Na CPMI, governistas vão pressionar por punição para Marcello Miller

Na CPMI, governistas vão pressionar por punição para Marcello Miller

Coluna do Estadão

11 Setembro 2017 | 05h30

Foto: Fabio Motta/Estadão

A decisão do ministro do Supremo Edson Fachin de não autorizar a prisão do ex-procurador Marcello Miller provocou péssima reação no Congresso. Líderes governistas e integrantes da CPMI da JBS farão carga sobre o ex-braço direito de Rodrigo Janot para tentar provar que Fachin errou e reverter a decisão. O primeiro requerimento a ser votado amanhã na CPMI é justamente o da convocação de Miller e deverá ser aprovado facilmente. Governistas querem mostrar que o ex-procurador ajudou a montar irregularmente a delação premiada da JBS.

Com a palavra. Miller nega que tenha cometido qualquer irregularidade em todo o processo relativo à delação de Joesley Batista.

Marcação. Autor de 57 dos 95 requerimentos da CPMI da JBS, Izalci Lucas (PSDB-DF) quer detalhamento técnico de documentos e investigações que envolvam a empresa.

Como pode? Ele considera “estranho” que movimentações financeiras não sejam identificadas. “Qualquer pessoa que saca R$ 5 mil tem burocracia”, diz.

Ligações perigosas. O líder do governo no Senado, Romero Jucá (PMDB-RR), acha que existe “um submundo que tem de ser clareado” na delação de Joesley Batista. “Existem relações subterrâneas que levaram a uma série de procedimentos contra pessoas, o País e o governo”, diz.

Nem vou bater. Jucá não responsabiliza, ainda, o procurador-geral da República, Rodrigo Janot. “Não quero ser irresponsável com Janot como ele foi comigo. Não quero impingir a ele nenhum crime antes de ser investigado. Mas ele impingiu a mim”, critica.
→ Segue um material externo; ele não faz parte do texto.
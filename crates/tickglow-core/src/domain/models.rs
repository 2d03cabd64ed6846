use serde::{Deserialize, Serialize};

use crate::{Interval, Symbol, UtcDateTime, ValidationError};

/// OHLCV bar record for a given interval.
#[derive(Debug, Clone, PartialEq, Serialize, Deserialize)]
pub struct Bar {
    pub ts: UtcDateTime,
    pub open: f64,
    pub high: f64,
    pub low: f64,
    pub close: f64,
    pub volume: Option<u64>,
}

impl Bar {
    pub fn new(
        ts: UtcDateTime,
        open: f64,
        high: f64,
        low: f64,
        close: f64,
        volume: Option<u64>,
    ) -> Result<Self, ValidationError> {
        validate_non_negative("open", open)?;
        validate_non_negative("high", high)?;
        validate_non_negative("low", low)?;
        validate_non_negative("close", close)?;

        if high < low {
            return Err(ValidationError::InvalidBarRange);
        }

        if open < low || open > high || close < low || close > high {
            return Err(ValidationError::InvalidBarBounds);
        }

        Ok(Self {
            ts,
            open,
            high,
            low,
            close,
            volume,
        })
    }
}

/// Ordered intraday series for one symbol at one interval.
#[derive(Debug, Clone, PartialEq, Serialize, Deserialize)]
pub struct BarSeries {
    pub symbol: Symbol,
    pub interval: Interval,
    pub bars: Vec<Bar>,
}

impl BarSeries {
    pub fn new(symbol: Symbol, interval: Interval, bars: Vec<Bar>) -> Self {
        Self {
            symbol,
            interval,
            bars,
        }
    }

    pub fn is_empty(&self) -> bool {
        self.bars.is_empty()
    }

    /// Most recent bar in the session, if any.
    pub fn latest(&self) -> Option<&Bar> {
        self.bars.last()
    }

    /// Session high across every returned bar, not just the latest.
    pub fn session_high(&self) -> Option<f64> {
        self.bars.iter().map(|bar| bar.high).fold(None, |acc, high| {
            Some(acc.map_or(high, |current: f64| current.max(high)))
        })
    }

    /// Session low across every returned bar.
    pub fn session_low(&self) -> Option<f64> {
        self.bars.iter().map(|bar| bar.low).fold(None, |acc, low| {
            Some(acc.map_or(low, |current: f64| current.min(low)))
        })
    }
}

fn validate_non_negative(field: &'static str, value: f64) -> Result<(), ValidationError> {
    if !value.is_finite() {
        return Err(ValidationError::NonFiniteValue { field });
    }
    if value < 0.0 {
        return Err(ValidationError::NegativeValue { field });
    }
    Ok(())
}
//! 加注 (truco) 协商
//!
//! 一手牌的赌注按 1 → 3 → 6 → 9 → 12 上升。一方提出下一档，另一方接受、拒绝或加注。
//! 加注等于接受当前提议并立刻提出再下一档，双方角色互换。
//! 牌局流程用循环调用 [`Wager::respond`] 推进，连续加注不会加深调用栈。

use crate::decision::WagerResponse;
use crate::error::IllegalWagerCall;
use crate::state::Team;
use serde::{Deserialize, Serialize};

/// 所有可能的赌注档位，按顺序
pub const STAKES: [u8; 5] = [1, 3, 6, 9, 12];

pub const BASE_STAKE: u8 = STAKES[0];
pub const MAX_STAKE: u8 = STAKES[STAKES.len() - 1];

/// `value` 的下一档，如果有
pub fn next_stake(value: u8) -> Option<u8> {
    let idx = STAKES.iter().position(|&v| v == value)?;
    STAKES.get(idx + 1).copied()
}

/// 等待回应的 truco 喊叫
#[derive(Debug, Clone, Copy, PartialEq, Eq, Serialize, Deserialize)]
pub struct Proposal {
    pub caller: Team,
    /// 喊叫前的赌注；对方拒绝时喊叫方得到的分数
    pub from: u8,
    pub to: u8,
}

/// 一次回应的结果
#[derive(Debug, Clone, Copy, PartialEq, Eq, Serialize, Deserialize)]
pub enum WagerStep {
    /// 按新赌注继续
    Accepted { value: u8 },
    /// 这手牌结束，被拒绝的喊叫方得到 `points`
    Declined { awarded_to: Team, points: u8 },
    /// 应答方再加一档，等待对方回应
    Raised(Proposal),
}

/// 本手牌的赌注状态
#[derive(Debug, Clone, Copy, PartialEq, Eq, Serialize, Deserialize)]
pub struct Wager {
    value: u8,
    last_raiser: Option<Team>,
}

impl Default for Wager {
    fn default() -> Self {
        Wager::new()
    }
}

impl Wager {
    pub fn new() -> Wager {
        Wager { value: BASE_STAKE, last_raiser: None }
    }

    /// 这手牌当前的分值
    pub fn value(&self) -> u8 {
        self.value
    }

    pub fn last_raiser(&self) -> Option<Team> {
        self.last_raiser
    }

    pub fn is_maxed(&self) -> bool {
        next_stake(self.value).is_none()
    }

    /// 检查 `team` 现在能否喊叫，可以则返回将提出的赌注
    pub fn check_call(&self, team: Team) -> Result<u8, IllegalWagerCall> {
        let Some(to) = next_stake(self.value) else {
            return Err(IllegalWagerCall::AtMaximum);
        };
        if self.last_raiser == Some(team) {
            return Err(IllegalWagerCall::AwaitingResponse(team));
        }
        Ok(to)
    }

    /// `caller` 发起喊叫，得到回应前状态不变
    pub fn call(&self, caller: Team) -> Result<Proposal, IllegalWagerCall> {
        let to = self.check_call(caller)?;
        Ok(Proposal { caller, from: self.value, to })
    }

    /// 把应答方的回应应用到 `proposal`
    pub fn respond(&mut self, proposal: Proposal, response: WagerResponse) -> WagerStep {
        match response {
            WagerResponse::Accept => {
                self.value = proposal.to;
                self.last_raiser = Some(proposal.caller);
                WagerStep::Accepted { value: self.value }
            }
            WagerResponse::Decline => WagerStep::Declined {
                awarded_to: proposal.caller,
                points: proposal.from,
            },
            WagerResponse::Raise => {
                let responder = proposal.caller.opponent();
                self.value = proposal.to;
                self.last_raiser = Some(responder);
                match next_stake(proposal.to) {
                    Some(to) => WagerStep::Raised(Proposal { caller: responder, from: proposal.to, to }),
                    // 已是最高档，加注按接受处理
                    None => WagerStep::Accepted { value: self.value },
                }
            }
        }
    }
}

#[cfg(test)]
mod tests {
    use super::*;

    #[test]
    fn test_stake_ladder() {
        assert_eq!(next_stake(1), Some(3));
        assert_eq!(next_stake(3), Some(6));
        assert_eq!(next_stake(6), Some(9));
        assert_eq!(next_stake(9), Some(12));
        assert_eq!(next_stake(12), None);
        assert_eq!(next_stake(4), None);
    }

    #[test]
    fn test_accept_moves_stake() {
        let mut wager = Wager::new();
        let proposal = wager.call(Team::One).unwrap();
        assert_eq!(proposal, Proposal { caller: Team::One, from: 1, to: 3 });
        assert_eq!(wager.value(), 1);
        assert_eq!(wager.respond(proposal, WagerResponse::Accept), WagerStep::Accepted { value: 3 });
        assert_eq!(wager.value(), 3);
        assert_eq!(wager.last_raiser(), Some(Team::One));
    }

    #[test]
    fn test_decline_awards_pre_call_value() {
        let mut wager = Wager::new();
        let proposal = wager.call(Team::One).unwrap();
        assert_eq!(
            wager.respond(proposal, WagerResponse::Decline),
            WagerStep::Declined { awarded_to: Team::One, points: 1 }
        );
        assert_eq!(wager.value(), 1);
    }

    #[test]
    fn test_team_cannot_raise_twice_in_a_row() {
        let mut wager = Wager::new();
        let proposal = wager.call(Team::Two).unwrap();
        wager.respond(proposal, WagerResponse::Accept);
        assert_eq!(wager.call(Team::Two), Err(IllegalWagerCall::AwaitingResponse(Team::Two)));
        let proposal = wager.call(Team::One).unwrap();
        assert_eq!(proposal.to, 6);
    }

    #[test]
    fn test_raise_swaps_roles() {
        let mut wager = Wager::new();
        let proposal = wager.call(Team::One).unwrap();
        let step = wager.respond(proposal, WagerResponse::Raise);
        assert_eq!(step, WagerStep::Raised(Proposal { caller: Team::Two, from: 3, to: 6 }));
        assert_eq!(wager.value(), 3);
        assert_eq!(wager.last_raiser(), Some(Team::Two));

        // Team One 拒绝加注：Team Two 拿走已经接受的 3 分
        let WagerStep::Raised(counter) = step else { unreachable!() };
        assert_eq!(
            wager.respond(counter, WagerResponse::Decline),
            WagerStep::Declined { awarded_to: Team::Two, points: 3 }
        );
    }

    #[test]
    fn test_raise_chain_reaches_twelve() {
        let mut wager = Wager::new();
        let mut proposal = wager.call(Team::One).unwrap();
        let mut seen = vec![wager.value()];
        loop {
            match wager.respond(proposal, WagerResponse::Raise) {
                WagerStep::Raised(next) => {
                    seen.push(wager.value());
                    proposal = next;
                }
                WagerStep::Accepted { value } => {
                    seen.push(value);
                    break;
                }
                WagerStep::Declined { .. } => unreachable!(),
            }
        }
        assert_eq!(seen, vec![1, 3, 6, 9, 12]);
        assert!(wager.is_maxed());
        assert_eq!(wager.call(Team::One), Err(IllegalWagerCall::AtMaximum));
        assert_eq!(wager.call(Team::Two), Err(IllegalWagerCall::AtMaximum));
    }
}
use proptest::prelude::*;
use truco_core::*;

fn rank() -> impl Strategy<Value = Rank> {
    prop::sample::select(Rank::ALL.to_vec())
}

fn suit() -> impl Strategy<Value = Suit> {
    prop::sample::select(Suit::ALL.to_vec())
}

fn card() -> impl Strategy<Value = Card> {
    (rank(), suit()).prop_map(|(r, s)| Card::new(r, s))
}

fn response() -> impl Strategy<Value = WagerResponse> {
    prop::sample::select(vec![WagerResponse::Accept, WagerResponse::Decline, WagerResponse::Raise])
}

proptest! {
    /// 非管牌点数大则牌力大，任何 manilha 都大于非管牌
    #[test]
    fn prop_power_ordering(a in card(), b in card(), trump in rank()) {
        let (pa, pb) = (a.power(trump), b.power(trump));
        match (a.rank == trump, b.rank == trump) {
            (false, false) => prop_assert_eq!(a.rank.cmp(&b.rank), pa.cmp(&pb)),
            (true, false) => prop_assert!(pa > pb),
            (false, true) => prop_assert!(pa < pb),
            (true, true) => prop_assert_eq!(a.suit.cmp(&b.suit), pa.cmp(&pb)),
        }
    }

    #[test]
    fn prop_trump_is_next_rank(indicator in card()) {
        let trump = resolve_trump(indicator);
        let idx = Rank::ALL.iter().position(|r| *r == indicator.rank).unwrap();
        prop_assert_eq!(trump.rank, Rank::ALL[(idx + 1) % Rank::ALL.len()]);
        prop_assert_ne!(trump.rank, indicator.rank);
    }

    /// 有赢家时，赢家持有唯一的最大牌
    #[test]
    fn prop_trick_winner_is_unique_best(cards in prop::collection::vec(card(), 2..=12), trump in rank()) {
        let plays: Vec<Play> = cards
            .iter()
            .enumerate()
            .map(|(seat, &card)| Play { seat, team: Team::of_seat(seat), card })
            .collect();
        let best = plays.iter().map(|p| p.card.power(trump)).max().unwrap();
        let top = plays.iter().filter(|p| p.card.power(trump) == best).count();
        match resolve_trick(&plays, trump) {
            Some(seat) => {
                prop_assert_eq!(top, 1);
                prop_assert_eq!(plays[seat].card.power(trump), best);
            }
            None => prop_assert!(top > 1),
        }
    }

    /// 无论如何回应，赌注只会按档位上升且不超过 12
    #[test]
    fn prop_wager_monotonic(answers in prop::collection::vec(response(), 1..12), first in prop::bool::ANY) {
        let mut wager = Wager::new();
        let mut caller = if first { Team::One } else { Team::Two };
        let mut last = wager.value();
        for answer in answers {
            let Ok(mut proposal) = wager.call(caller) else { break };
            prop_assert_eq!(Some(proposal.to), next_stake(proposal.from));
            let step = loop {
                match wager.respond(proposal, answer) {
                    WagerStep::Raised(next) => {
                        prop_assert!(wager.value() > last);
                        last = wager.value();
                        prop_assert_eq!(wager.last_raiser(), Some(next.caller));
                        proposal = next;
                    }
                    other => break other,
                }
            };
            prop_assert!(wager.value() >= last);
            prop_assert!(wager.value() <= MAX_STAKE);
            prop_assert!(STAKES.contains(&wager.value()));
            last = wager.value();
            if let WagerStep::Declined { .. } = step {
                break;
            }
            // 最后加注的一方不能紧接着再喊
            if let Some(raiser) = wager.last_raiser() {
                prop_assert!(wager.call(raiser).is_err());
                caller = raiser.opponent();
            }
        }
    }

    #[test]
    fn prop_deal_fits_in_deck(per_team in 1usize..=MAX_PLAYERS_PER_TEAM, seed in any::<u64>()) {
        use rand::SeedableRng;
        let mut deck = Deck::new();
        deck.shuffle(&mut rand::rngs::StdRng::seed_from_u64(seed));
        for _ in 0..per_team * 2 {
            prop_assert_eq!(deck.draw(HAND_SIZE).unwrap().len(), HAND_SIZE);
        }
        prop_assert!(deck.draw_indicator().is_ok());
        prop_assert_eq!(deck.len(), 40 - per_team * 6 - 1);
    }

    /// 每一墩都被计入，且某队净赢两墩后这手牌即结束
    #[test]
    fn prop_hand_tally_accounts_for_every_trick(seed in any::<u64>(), per_team in 1usize..=3) {
        let seats = (0..per_team * 2)
            .map(|i| {
                let provider: Box<dyn DecisionProvider> = Box::new(RandomPlayer::new(Some(seed ^ i as u64)));
                SeatAssignment::new(format!("p{i}"), provider)
            })
            .collect();
        let config = TableConfig { players_per_team: per_team, seed: Some(seed), ..TableConfig::default() };
        let mut game = TrucoMatch::new(config, seats).unwrap();
        let mut events: Vec<MatchEvent> = Vec::new();
        let summary = game.play_hand(&mut events).unwrap();

        let tricks = events.iter().filter(|e| matches!(e, MatchEvent::TrickResolved { .. })).count();
        let tally = summary.tally;
        prop_assert_eq!(usize::from(tally.team_one + tally.team_two + tally.draws), tricks);
        prop_assert!(tally.played() <= TRICKS_PER_HAND);
        prop_assert!(tally.team_one <= TRICKS_TO_WIN && tally.team_two <= TRICKS_TO_WIN);

        match summary.outcome {
            HandOutcome::Won { team, points } => {
                prop_assert!(tally.credits(team) > tally.credits(team.opponent()));
                prop_assert_eq!(points, summary.stake);
            }
            HandOutcome::Tied => prop_assert_eq!(tally.credits(Team::One), tally.credits(Team::Two)),
            HandOutcome::Forfeited { points, .. } => prop_assert!(points < MAX_STAKE),
        }
        prop_assert!(summary.scores.team_one <= 12 && summary.scores.team_two <= 12);
    }
}
use crate::card::{Card, Rank, Ranking};
use crate::state::{Seat, Team};
use serde::{Deserialize, Serialize};

pub const TRICKS_PER_HAND: u8 = 3;
pub const TRICKS_TO_WIN: u8 = 2;

/// 一次出牌：桌上的一张牌以及出牌的座位
#[derive(Debug, Clone, Copy, PartialEq, Eq, Serialize, Deserialize)]
pub struct Play {
    pub seat: Seat,
    pub team: Team,
    pub card: Card,
}

impl Ranking {
    /// 判定本墩赢家，平墩 (melou) 返回 `None`。
    /// 只比较牌力，出牌顺序不参与破平。
    pub fn resolve_trick(&self, plays: &[Play], trump: Rank) -> Option<Seat> {
        let best = plays.iter().map(|p| self.power(&p.card, trump)).max()?;
        let mut top = plays.iter().filter(|p| self.power(&p.card, trump) == best);
        match (top.next(), top.next()) {
            (Some(winner), None) => Some(winner.seat),
            // 最大牌不止一张：平墩，不论属于哪一队
            _ => None,
        }
    }
}

/// 使用标准牌力表的 [`Ranking::resolve_trick`]
pub fn resolve_trick(plays: &[Play], trump: Rank) -> Option<Seat> {
    Ranking::STANDARD.resolve_trick(plays, trump)
}

/// 按已打的墩数判断这手牌的进展
#[derive(Debug, Clone, Copy, PartialEq, Eq, Serialize, Deserialize)]
pub enum TrickVerdict {
    Pending,
    Won(Team),
    /// 双方持平 (empatou)，不计分
    Tied,
}

/// 本手牌各队赢墩数
///
/// 平墩同时计入两队，所以打满三墩后积分多的一方就是净胜墩多的一方。
#[derive(Debug, Clone, Copy, Default, PartialEq, Eq, Serialize, Deserialize)]
pub struct TrickTally {
    pub team_one: u8,
    pub team_two: u8,
    pub draws: u8,
}

impl TrickTally {
    pub fn record(&mut self, winner: Option<Team>) {
        match winner {
            Some(Team::One) => self.team_one += 1,
            Some(Team::Two) => self.team_two += 1,
            None => self.draws += 1,
        }
    }

    pub fn wins(&self, team: Team) -> u8 {
        match team {
            Team::One => self.team_one,
            Team::Two => self.team_two,
        }
    }

    pub fn credits(&self, team: Team) -> u8 {
        self.wins(team) + self.draws
    }

    pub fn played(&self) -> u8 {
        self.team_one + self.team_two + self.draws
    }

    pub fn verdict(&self) -> TrickVerdict {
        for team in [Team::One, Team::Two] {
            if self.wins(team) >= TRICKS_TO_WIN {
                return TrickVerdict::Won(team);
            }
        }
        if self.played() < TRICKS_PER_HAND {
            return TrickVerdict::Pending;
        }
        match self.credits(Team::One).cmp(&self.credits(Team::Two)) {
            std::cmp::Ordering::Greater => TrickVerdict::Won(Team::One),
            std::cmp::Ordering::Less => TrickVerdict::Won(Team::Two),
            std::cmp::Ordering::Equal => TrickVerdict::Tied,
        }
    }
}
SINAIS PARTICULARES – ROMERO JUCÁ
ILUSTRAÇÃO – KLÉBER SALES

 

Eu não. Autor do pedido de abertura da CPMI, Alexandre Baldy (Pode-GO), vai na contramão da comissão. Diz que a idealizou para investigar a utilização de recursos públicos pela empresa, não para ser arma contra MP ou Judiciário.

Point? O boteco aonde se encontraram “casualmente” Rodrigo Janot e o advogado Pierpaolo Bottini, que faz parte da defesa de Joesley Batista, é, na verdade, uma distribuidora de bebidas, com pouquíssimas mesas disponíveis.

Deixa como está. Com seis senadores denunciados pela PGR, sendo cinco do PMDB e um do PT, o presidente do Conselho de Ética, senador João Alberto (PMDB-MA), deve permanecer de braços cruzados.

Vale-refeição. O ex-governador do Distrito Federal Agnelo Queiroz (PT) convidou amigos para um jantar no domingo, 17, em apoio para ajudá-lo a pagar seus advogados. A adesão é salgada: R$ 300. Agnelo teve R$ 10 milhões bloqueados pela Operação Panatenaico, que investiga desvios no estádio Mané Garrincha.

CLICK. O deputado federal Nilson Leitão (PSDB-MT) se reuniu com o ministro da Integração Nacional, Helder Barbalho, em busca de recursos para o Mato Grosso.

Foto Facebook Nilson Leitão

Podemos voltar. Retirado da CCJ pelo PMDB, por ter dado parecer a favor da denúncia contra Michel Temer, o deputado Sérgio Zveiter (RJ) voltou à comissão após filiar-se ao Podemos. É cotado para relatar também a segunda denúncia contra o presidente.

Esse não. Já o deputado Marcos Rogério (DEM-AC), também cotado para a função e que votou a favor da denúncia, não deve ser escolhido por ser do mesmo partido que o presidente da Câmara, Rodrigo Maia. Assim, não passará a impressão que Maia trabalha pela queda de Temer.

PRONTO, FALEI!

“Cadeia é o lugar certo pra quem roubou bilhões dos cofres públicos, zombou e enganou uma nação inteira”, DO SENADOR E PRESIDENTE DA CPMI DA JBS ATAÍDES OLIVEIRA (PSDB -TO) sobre a prisão do empresário Joesley Batista.